Ma a fronte di ciò il direttore Roberto Testa non ha pensato di adeguare gli ospedali della Marsica, per far fronte alla seconda ondata di contagio. Eppure ben altro ci si doveva aspettare da uno che nella sua biografia è definito come “studioso ed esperto di sistemi organizzativi della sanità”. Autore di numerose pubblicazioni, Testa è docente ordinario all’università La Sapienza di Roma e nel polo romano di Tor Vergata. Eppure nulla ha fatto per quelli che il Marsilio  chiama “marsicanesi” .

D’altra parte non c’era da aspettarsi nulla di buono: la campagna  per il rinnovo delle amministrazioni locali, che ha visto anche l’elezione del nuovo sindaco della città di Avezzano, si è concentrata su un’improbabile, quanto scimmiottata lotta all’immigrazione; nessuno dei candidati sindaci nemmeno lontanamente ha affrontato la prospettiva della possibile seconda ondata e della necessità di preparare il territorio; di fatto non erano stati predisposti spazi o alberghi per far trascorrere in sicurezza la quarantena a possibili persone contagiate; non era stata pensata una struttura per processare i tamponi (oggi fortunatamente si è provveduto), né si era sollecitata la Regione a dare seguito al potenziamento delle terapie intensive.

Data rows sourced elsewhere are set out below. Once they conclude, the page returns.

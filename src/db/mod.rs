//! Database module for SQLite operations.
//!
//! This module provides:
//! - Database initialization and migrations
//! - SQLite pragma configuration
//! - Storage of completed scenario runs

pub mod migrations;
pub mod repo;

pub use migrations::init_db;
pub use repo::{Repository, RunSummary, ScenarioRow, StoreError};
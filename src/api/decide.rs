//! Single-shot endpoints over the decision sources, the gate and the regime classifier.

use crate::api::{default_source, AppState};
use crate::decision::{decide_with_fallback, DecisionOutcome, MomentumSource};
use crate::domain::{Action, AssetId, Decimal, Regime};
use crate::engine::gate::evaluate;
use crate::engine::{
    GateConfig, GateReason, MarketRegime, Rail, RegimeClassifier, RegimeFeatures, RiskSnapshot,
};
use crate::error::AppError;
use axum::extract::State;
use axum::Json;
use serde::{Deserialize, Serialize};

#[derive(Debug, Deserialize)]
pub struct SignalRequest {
    pub asset: String,
    pub prices: Vec<Decimal>,
    #[serde(default)]
    pub volumes: Option<Vec<Decimal>>,
    /// Registry name; defaults to the configured engine mode.
    #[serde(default)]
    pub source: Option<String>,
}

pub async fn signal(
    State(state): State<AppState>,
    Json(req): Json<SignalRequest>,
) -> Result<Json<DecisionOutcome>, AppError> {
    if req.prices.is_empty() {
        return Err(AppError::BadRequest("prices must not be empty".into()));
    }
    if let Some(volumes) = &req.volumes {
        if volumes.len() != req.prices.len() {
            return Err(AppError::BadRequest(
                "volumes must match prices in length".into(),
            ));
        }
    }

    let name = req
        .source
        .as_deref()
        .unwrap_or_else(|| default_source(&state.config));
    let source = state
        .orchestrator
        .registry()
        .require(name)
        .map_err(|e| AppError::BadRequest(e.to_string()))?;

    let outcome = decide_with_fallback(
        source.as_ref(),
        &MomentumSource::default(),
        &AssetId::new(req.asset.as_str()),
        &req.prices,
        req.volumes.as_deref(),
    )
    .await;
    Ok(Json(outcome))
}

#[derive(Debug, Deserialize)]
pub struct FilterRequest {
    pub action: Action,
    pub regime: Regime,
    pub confidence: f64,
    #[serde(default)]
    pub metrics: Option<RiskSnapshot>,
    #[serde(default = "default_healthy")]
    pub healthy: bool,
    /// Overrides the server's gate configuration.
    #[serde(default)]
    pub gate: Option<GateConfig>,
}

fn default_healthy() -> bool {
    true
}

#[derive(Debug, Serialize)]
pub struct FilterResponse {
    pub allowed: bool,
    pub reason: GateReason,
    pub rail: Option<Rail>,
}

pub async fn filter(
    State(state): State<AppState>,
    Json(req): Json<FilterRequest>,
) -> Result<Json<FilterResponse>, AppError> {
    if !(0.0..=1.0).contains(&req.confidence) {
        return Err(AppError::BadRequest("confidence must be in [0, 1]".into()));
    }
    let gate = req.gate.unwrap_or_else(|| state.config.gate.clone());
    let decision = evaluate(
        &gate,
        req.action,
        req.regime,
        req.confidence,
        req.metrics.as_ref(),
        req.healthy,
    );
    Ok(Json(FilterResponse {
        allowed: decision.allowed,
        reason: decision.reason,
        rail: decision.reason.rail(),
    }))
}

#[derive(Debug, Deserialize)]
pub struct RegimeRequest {
    pub prices: Vec<Decimal>,
}

#[derive(Debug, Serialize)]
pub struct RegimeResponse {
    pub regime: MarketRegime,
    /// Absent below the classifier's minimum history.
    pub features: Option<RegimeFeatures>,
}

pub async fn regime(Json(req): Json<RegimeRequest>) -> Json<RegimeResponse> {
    let classifier = RegimeClassifier::default();
    Json(RegimeResponse {
        regime: classifier.classify(&req.prices),
        features: classifier.features(&req.prices),
    })
}
//! Positions, executed trades and equity snapshots.

use crate::domain::{AssetId, Decimal, Side, TimeMs};
use serde::{Deserialize, Serialize};

/// An open long position. At most one exists per asset.
#[derive(Debug, Clone, PartialEq, Eq, Serialize, Deserialize)]
pub struct Position {
    pub asset: AssetId,
    pub entry_price: Decimal,
    pub size: Decimal,
    pub entry_ts: TimeMs,
}

impl Position {
    pub fn notional(&self) -> Decimal {
        self.entry_price * self.size
    }

    pub fn unrealized_pnl(&self, mark: Decimal) -> Decimal {
        (mark - self.entry_price) * self.size
    }
}

/// Immutable record of an executed fill.
#[derive(Debug, Clone, PartialEq, Eq, Serialize, Deserialize)]
pub struct Trade {
    pub asset: AssetId,
    pub side: Side,
    pub price: Decimal,
    pub size: Decimal,
    pub ts: TimeMs,
    /// Realized P&L, SELL only.
    #[serde(skip_serializing_if = "Option::is_none")]
    pub pnl: Option<Decimal>,
    /// Realized P&L relative to entry notional, in percent. SELL only.
    #[serde(skip_serializing_if = "Option::is_none")]
    pub pnl_percent: Option<Decimal>,
    pub execution_cost: Decimal,
    /// Ledger equity right after the fill settled.
    pub equity_after: Decimal,
}

impl Trade {
    pub fn notional(&self) -> Decimal {
        self.price * self.size
    }

    pub fn is_winner(&self) -> bool {
        self.pnl.map(|p| p.is_positive()).unwrap_or(false)
    }
}

/// One mark-to-market observation. `ts` is `None` for the opening balance.
#[derive(Debug, Clone, PartialEq, Eq, Serialize, Deserialize)]
pub struct EquityPoint {
    pub ts: Option<TimeMs>,
    pub cash: Decimal,
    pub unrealized: Decimal,
    pub equity: Decimal,
}
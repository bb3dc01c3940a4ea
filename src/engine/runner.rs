//! Event-driven replay of a dataset through a decision source and an optional gate.

use super::blocks::{BlockEvent, DRAWDOWN_CLASSIFY_POINTS};
use super::cost::{execution_cost, ExecutionCostConfig};
use super::gate::{GateConfig, GateReason, RiskSnapshot, SafetyGate};
use super::ledger::Ledger;
use super::regime::RegimeClassifier;
use super::stats::{drawdown_from_peak, trailing_volatility};
use super::{DecisionStats, ExecutionCostSummary, FallbackNote, PolicyKind, ScenarioResult};
use crate::decision::{decide_with_fallback, DecisionOutcome, DecisionSource, MomentumSource};
use crate::domain::series::{closes, volumes};
use crate::domain::{Action, AssetId, Dataset, Decimal, EquityPoint, TimeMs};
use serde::{Deserialize, Serialize};
use std::collections::BTreeMap;
use std::sync::Arc;
use tracing::{debug, info};

/// Decimal places kept on position sizes.
const SIZE_DP: u32 = 18;

/// Sizing, history and cost parameters shared by every policy.
#[derive(Debug, Clone, PartialEq, Serialize, Deserialize)]
pub struct RunnerConfig {
    pub initial_equity: Decimal,
    /// Fraction of equity committed per entry.
    pub max_position_fraction: Decimal,
    pub leverage: Decimal,
    /// Trailing points handed to the decision source, current point included.
    pub lookback: usize,
    /// Points required before an asset is traded at all.
    pub min_history: usize,
    /// Trailing prices used for the volatility input to the cost model.
    pub volatility_window: usize,
    pub execution: ExecutionCostConfig,
}

impl Default for RunnerConfig {
    fn default() -> Self {
        Self {
            initial_equity: Decimal::from(100_000),
            max_position_fraction: Decimal::scaled(1, 1),
            leverage: Decimal::one(),
            lookback: 100,
            min_history: 10,
            volatility_window: 20,
            execution: ExecutionCostConfig::default(),
        }
    }
}

/// Whether decisions pass through a gate before execution.
#[derive(Debug, Clone, PartialEq)]
pub enum Policy {
    Baseline,
    Gated { config_id: String, gate: GateConfig },
}

impl Policy {
    pub fn gated(config_id: impl Into<String>, gate: GateConfig) -> Self {
        Policy::Gated {
            config_id: config_id.into(),
            gate,
        }
    }

    pub fn kind(&self) -> PolicyKind {
        match self {
            Policy::Baseline => PolicyKind::Baseline,
            Policy::Gated { .. } => PolicyKind::Gated,
        }
    }

    pub fn scenario_id(&self) -> &str {
        match self {
            Policy::Baseline => "baseline",
            Policy::Gated { config_id, .. } => config_id,
        }
    }
}

/// Replays one dataset under one policy.
#[derive(Debug, Clone)]
pub struct Runner {
    config: RunnerConfig,
    policy: Policy,
    source: Arc<dyn DecisionSource>,
    fallback: Arc<dyn DecisionSource>,
    regime_classifier: RegimeClassifier,
    healthy: bool,
}

impl Runner {
    pub fn new(config: RunnerConfig, policy: Policy, source: Arc<dyn DecisionSource>) -> Self {
        Self {
            config,
            policy,
            source,
            fallback: Arc::new(MomentumSource::default()),
            regime_classifier: RegimeClassifier::default(),
            healthy: true,
        }
    }

    /// Replace the source consulted when the primary one errors.
    pub fn with_fallback(mut self, fallback: Arc<dyn DecisionSource>) -> Self {
        self.fallback = fallback;
        self
    }

    /// Set the health flag the gate reads for the whole run.
    pub fn with_health(mut self, healthy: bool) -> Self {
        self.healthy = healthy;
        self
    }

    pub fn policy(&self) -> &Policy {
        &self.policy
    }

    pub fn config(&self) -> &RunnerConfig {
        &self.config
    }

    /// Run the tick loop to completion.
    ///
    /// Never fails: decision source errors become fallbacks, and rejected
    /// fills (minimum history, insufficient cash) are skipped.
    pub async fn run(&self, dataset: &Dataset) -> ScenarioResult {
        let timeline = dataset.timeline();
        info!(
            "Running scenario {} on dataset {} ({} ticks)",
            self.policy.scenario_id(),
            dataset.name(),
            timeline.len()
        );

        let mut ledger = Ledger::new(self.config.initial_equity);
        let mut gate = match &self.policy {
            Policy::Baseline => None,
            Policy::Gated { gate, .. } => {
                let mut g = SafetyGate::new(gate.clone());
                g.set_health(self.healthy);
                Some(g)
            }
        };
        let mut block_events = Vec::new();
        let mut blocked_by_reason: BTreeMap<GateReason, usize> = BTreeMap::new();
        let mut decisions = DecisionStats::default();

        for ts in timeline {
            let prices = prices_at(dataset, ts);
            ledger.mark_to_market(ts, &prices);

            if let Some(g) = gate.as_mut() {
                g.set_metrics(RiskSnapshot {
                    max_drawdown: ledger.max_drawdown(),
                    equity: ledger.equity(),
                    total_trades: ledger.trades().len(),
                });
            }

            for (asset, price) in &prices {
                let Some(series) = dataset.series(asset) else {
                    continue;
                };
                let window = series.window_ending_at(ts, self.config.lookback);
                if window.len() < self.config.min_history {
                    continue;
                }
                let window_closes = closes(window);
                let window_volumes = volumes(window);

                let outcome = decide_with_fallback(
                    self.source.as_ref(),
                    self.fallback.as_ref(),
                    asset,
                    &window_closes,
                    window_volumes.as_deref(),
                )
                .await;
                match &outcome {
                    DecisionOutcome::Live(_) => decisions.live += 1,
                    DecisionOutcome::Fallback { reason, .. } => {
                        decisions.fallback += 1;
                        decisions.fallback_notes.push(FallbackNote {
                            ts,
                            asset: asset.clone(),
                            reason: reason.clone(),
                        });
                    }
                }
                let decision = outcome.decision();

                let holding = ledger.position(asset).is_some();
                let intent = match (decision.action, holding) {
                    (Action::Sell, true) => Action::Sell,
                    (Action::Buy, false) => Action::Buy,
                    _ => continue,
                };

                if let Some(g) = gate.as_ref() {
                    let verdict = g.filter(asset, intent, decision.regime, decision.confidence);
                    if !verdict.allowed {
                        let Some(rail) = verdict.reason.rail() else {
                            continue;
                        };
                        block_events.push(BlockEvent {
                            ts,
                            asset: asset.clone(),
                            action: intent,
                            rail,
                            reason: verdict.reason,
                            config_id: self.policy.scenario_id().to_string(),
                            market_regime: self.regime_classifier.classify(&window_closes),
                            confidence: decision.confidence,
                            trailing_drawdown: trailing_drawdown(ledger.equity_curve()),
                            price: *price,
                            equity: ledger.equity(),
                            classification: None,
                        });
                        *blocked_by_reason.entry(verdict.reason).or_insert(0) += 1;
                        continue;
                    }
                }

                let volatility =
                    trailing_volatility(&window_closes, self.config.volatility_window);
                match intent {
                    Action::Buy => {
                        let basis = ledger.equity();
                        fill_entry(
                            &mut ledger,
                            &self.config,
                            asset,
                            *price,
                            ts,
                            volatility,
                            basis,
                            Decimal::one(),
                        );
                    }
                    _ => {
                        fill_exit(&mut ledger, &self.config, asset, *price, ts, volatility);
                    }
                }
            }

            ledger.mark_to_market(ts, &prices);
        }

        let mut result = finish(
            ledger,
            &self.config,
            dataset,
            self.policy.scenario_id(),
            self.policy.kind(),
        );
        result.block_events = block_events;
        result.blocked_by_reason = blocked_by_reason;
        result.decisions = decisions;

        info!(
            "Scenario {} finished: final equity {}, {} trades, {} blocks",
            result.scenario_id,
            result.metrics.final_equity,
            result.metrics.total_trades,
            result.blocked_count()
        );
        result
    }
}

/// Prices of the assets that have a point at exactly `ts`.
pub(crate) fn prices_at(dataset: &Dataset, ts: TimeMs) -> BTreeMap<AssetId, Decimal> {
    dataset
        .all_series()
        .filter_map(|s| s.price_at(ts).map(|px| (s.asset().clone(), px)))
        .collect()
}

/// Drawdown over the last 20 equity points, when that many exist.
pub(crate) fn trailing_drawdown(curve: &[EquityPoint]) -> Option<f64> {
    if curve.len() < DRAWDOWN_CLASSIFY_POINTS {
        return None;
    }
    let tail: Vec<Decimal> = curve[curve.len() - DRAWDOWN_CLASSIFY_POINTS..]
        .iter()
        .map(|p| p.equity)
        .collect();
    drawdown_from_peak(&tail)
}

/// Enter `asset` sized at `basis` × fraction × leverage × `multiplier`.
///
/// Skipped when the notional plus its execution cost exceeds cash.
pub(crate) fn fill_entry(
    ledger: &mut Ledger,
    config: &RunnerConfig,
    asset: &AssetId,
    price: Decimal,
    ts: TimeMs,
    volatility: Option<f64>,
    basis: Decimal,
    multiplier: Decimal,
) -> bool {
    let target = basis * config.max_position_fraction * config.leverage * multiplier;
    // Truncated so a full allocation never rounds above the cash it came from.
    let Some(size) = target.checked_div(price).map(|s| s.trunc_dp(SIZE_DP)) else {
        return false;
    };
    if !size.is_positive() {
        return false;
    }

    let notional = price * size;
    let cost = execution_cost(price, notional, &config.execution, volatility);
    if notional + cost > ledger.cash() {
        debug!(
            "Skipping entry {} at {}: notional {} + cost {} exceeds cash {}",
            asset,
            ts,
            notional,
            cost,
            ledger.cash()
        );
        return false;
    }

    if !ledger.enter(asset, price, size, ts) {
        return false;
    }
    ledger.charge_cost(cost);
    debug!("BUY {} {} @ {} (cost {})", size, asset, price, cost);
    true
}

/// Exit the whole position in `asset`, charging its execution cost.
pub(crate) fn fill_exit(
    ledger: &mut Ledger,
    config: &RunnerConfig,
    asset: &AssetId,
    price: Decimal,
    ts: TimeMs,
    volatility: Option<f64>,
) -> bool {
    let Some(position) = ledger.position(asset) else {
        return false;
    };
    let notional = price * position.size;
    let cost = execution_cost(price, notional, &config.execution, volatility);

    let Some(trade) = ledger.exit(asset, price, ts) else {
        return false;
    };
    ledger.charge_cost(cost);
    debug!(
        "SELL {} {} @ {} (pnl {:?}, cost {})",
        trade.size, asset, price, trade.pnl, cost
    );
    true
}

/// Fold a finished ledger into a result with empty gate and decision records.
pub(crate) fn finish(
    ledger: Ledger,
    config: &RunnerConfig,
    dataset: &Dataset,
    scenario_id: &str,
    policy: PolicyKind,
) -> ScenarioResult {
    let metrics = ledger.metrics();
    let total = ledger.execution_costs();
    let fills_charged = ledger.charged_fills();
    let avg_per_fill = total
        .checked_div(Decimal::from(fills_charged as i64))
        .unwrap_or_else(Decimal::zero);
    let (trades, equity_curve) = ledger.into_history();

    ScenarioResult {
        scenario_id: scenario_id.to_string(),
        policy,
        dataset: dataset.name().to_string(),
        dataset_fingerprint: dataset.fingerprint(),
        metrics,
        equity_curve,
        trades,
        block_events: Vec::new(),
        blocked_by_reason: BTreeMap::new(),
        execution_costs: ExecutionCostSummary {
            enabled: config.execution.enabled,
            model: config.execution.model,
            latency_ms: config.execution.latency_ms,
            total,
            fills_charged,
            avg_per_fill,
        },
        decisions: DecisionStats::default(),
        hedge_events: Vec::new(),
    }
}
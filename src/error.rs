use crate::dataset::DatasetError;
use crate::db::StoreError;
use crate::orchestration::OrchestrationError;
use axum::{
    http::StatusCode,
    response::{IntoResponse, Response},
    Json,
};
use serde_json::json;
use thiserror::Error;

#[derive(Debug, Error)]
pub enum AppError {
    #[error("Configuration error: {0}")]
    Config(String),
    #[error("Internal server error: {0}")]
    Internal(String),
    #[error("Not found: {0}")]
    NotFound(String),
    #[error("Bad request: {0}")]
    BadRequest(String),
}

impl From<StoreError> for AppError {
    fn from(err: StoreError) -> Self {
        AppError::Internal(err.to_string())
    }
}

impl From<DatasetError> for AppError {
    fn from(err: DatasetError) -> Self {
        AppError::BadRequest(err.to_string())
    }
}

impl From<OrchestrationError> for AppError {
    fn from(err: OrchestrationError) -> Self {
        match err {
            OrchestrationError::Config(e) => AppError::Config(e.to_string()),
            OrchestrationError::Rsa(e) => AppError::Internal(e.to_string()),
            other => AppError::BadRequest(other.to_string()),
        }
    }
}

impl IntoResponse for AppError {
    fn into_response(self) -> Response {
        let (status, error_message) = match self {
            AppError::Config(msg) => (StatusCode::INTERNAL_SERVER_ERROR, msg),
            AppError::Internal(msg) => (StatusCode::INTERNAL_SERVER_ERROR, msg),
            AppError::NotFound(msg) => (StatusCode::NOT_FOUND, msg),
            AppError::BadRequest(msg) => (StatusCode::BAD_REQUEST, msg),
        };

        let body = Json(json!({
            "error": error_message,
        }));

        (status, body).into_response()
    }
}
//! Domain types for the scenario simulator.
//!
//! This module provides:
//! - Fixed-point money via the Decimal wrapper
//! - Primitives: TimeMs, AssetId, Side, Action, Regime
//! - Validated price series and datasets with content fingerprints
//! - Positions, trades and equity snapshots recorded by the ledger

pub mod decimal;
pub mod primitives;
pub mod series;
pub mod trade;

pub use decimal::Decimal;
pub use primitives::{Action, AssetId, ParseLabelError, Regime, Side, TimeMs};
pub use series::{Dataset, PricePoint, PriceSeries, SeriesError};
pub use trade::{EquityPoint, Position, Trade};
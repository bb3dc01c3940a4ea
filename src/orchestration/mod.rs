//! Scenario orchestration: presets, scoped configuration, corpus runs and
//! synthetic stress tests.

pub mod orchestrator;
pub mod presets;
pub mod scope;
pub mod stress;

pub use orchestrator::{
    CorpusReport, DatasetReport, GateSpec, NamedGate, OrchestrationError, Orchestrator,
    ScenarioPlan,
};
pub use presets::{all_presets, gate_overrides, most_conservative, preset, PresetError};
pub use scope::{ConfigScope, ScopeGuard};
pub use stress::{
    bear_dataset, bear_regime_test, crash_dataset, crash_test, health_failure_test, StressCheck,
    StressReport,
};
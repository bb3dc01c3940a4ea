use crate::api::AppState;
use crate::config::EngineMode;
use crate::error::AppError;
use axum::extract::State;
use axum::Json;

pub async fn health(State(state): State<AppState>) -> Json<serde_json::Value> {
    let mode = match state.config.engine_mode {
        EngineMode::Mock => "MOCK",
        EngineMode::Live => "LIVE",
    };
    Json(serde_json::json!({
        "status": "ok",
        "engine_mode": mode,
        "sources": state.orchestrator.registry().names(),
    }))
}

/// Ready once the results database answers.
pub async fn ready(State(state): State<AppState>) -> Result<Json<serde_json::Value>, AppError> {
    state.repo.ping().await?;
    Ok(Json(serde_json::json!({"status": "ready"})))
}
use super::{DecisionSource, MomentumSource, RsiSource};
use std::collections::BTreeMap;
use std::sync::Arc;
use thiserror::Error;

#[derive(Debug, Error, PartialEq, Eq)]
pub enum RegistryError {
    #[error("decision source name must not be empty")]
    EmptyName,
    #[error("decision source already registered: {0}")]
    Duplicate(String),
    #[error("unknown decision source: {0}")]
    Unknown(String),
}

/// Named decision sources available to scenarios.
#[derive(Debug, Default, Clone)]
pub struct DecisionRegistry {
    sources: BTreeMap<String, Arc<dyn DecisionSource>>,
}

impl DecisionRegistry {
    pub fn new() -> Self {
        Self::default()
    }

    /// Registry holding the deterministic built-ins, `momentum` and `rsi`.
    pub fn with_builtins() -> Self {
        let mut registry = Self::new();
        registry.sources.insert(
            "momentum".to_string(),
            Arc::new(MomentumSource::default()),
        );
        registry
            .sources
            .insert("rsi".to_string(), Arc::new(RsiSource::default()));
        registry
    }

    pub fn register(
        &mut self,
        name: &str,
        source: Arc<dyn DecisionSource>,
    ) -> Result<(), RegistryError> {
        let name = name.trim();
        if name.is_empty() {
            return Err(RegistryError::EmptyName);
        }
        if self.sources.contains_key(name) {
            return Err(RegistryError::Duplicate(name.to_string()));
        }
        self.sources.insert(name.to_string(), source);
        Ok(())
    }

    pub fn get(&self, name: &str) -> Option<Arc<dyn DecisionSource>> {
        self.sources.get(name).cloned()
    }

    pub fn require(&self, name: &str) -> Result<Arc<dyn DecisionSource>, RegistryError> {
        self.get(name)
            .ok_or_else(|| RegistryError::Unknown(name.to_string()))
    }

    pub fn names(&self) -> Vec<&str> {
        self.sources.keys().map(String::as_str).collect()
    }
}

E così, come se la prima ondata pandemica non ci avesse insegnato nulla, il primo cluster parte proprio da una Rsa, quella dell’Istituto Don Orione di Avezzano, dove un sacerdote ha contagiato oltre 100 ospiti della struttura, mandando in tilt nel giro di qualche giorno l’Ospedale Civile, che in una decina di giorni si è ritrovato con l’intero reparto di medicina contagiato e lo stesso pronto soccorso in tilt (le immagini trasmesse da “Le Iene” sono quanto mai eloquenti). Ora, per far fronte alla situazione, è stata allestita una tensostruttura  fuori dell’ospedale: un rimedio d’urgenza in una delle zone più fredde della regione, con la speranza  che il virus ci dia una tregua.

Non è il momento delle polemiche, ma bisognerà pure accertare responsabilità e negligenze. L’Abruzzo ha una densità abitativa tra le più basse d’Italia, dove il distanziamento sociale è strutturale e favorito anche dalla geografia, e una popolazione che arriva a circa 1 milione e trecentomila abitanti  (un paio di quartieri della città di Roma): è dunque inaccettabile che si ritrovi in questa situazione. Ma la “colpa”, non quella giuridica, ma quella morale e civile di questo stato delle cose, va cercata un po’ più a fondo, in quella coscienza civica che ci chiama a scegliere chi ci governa e che dovrebbe avere come metro di scelta non le piccole convenienze  e conoscenze di turno, ma la qualità dei propri governanti, siano essi locali o regionali, come persone capaci di mettere al centro il bene comune e lo sviluppo: in una parola, una vera capacità di governo. Solo cosi potremo riscattarci da questa perenne cappa che ci tiene bloccati tra un passato mai passato e un futuro che non sembra arrivare mai.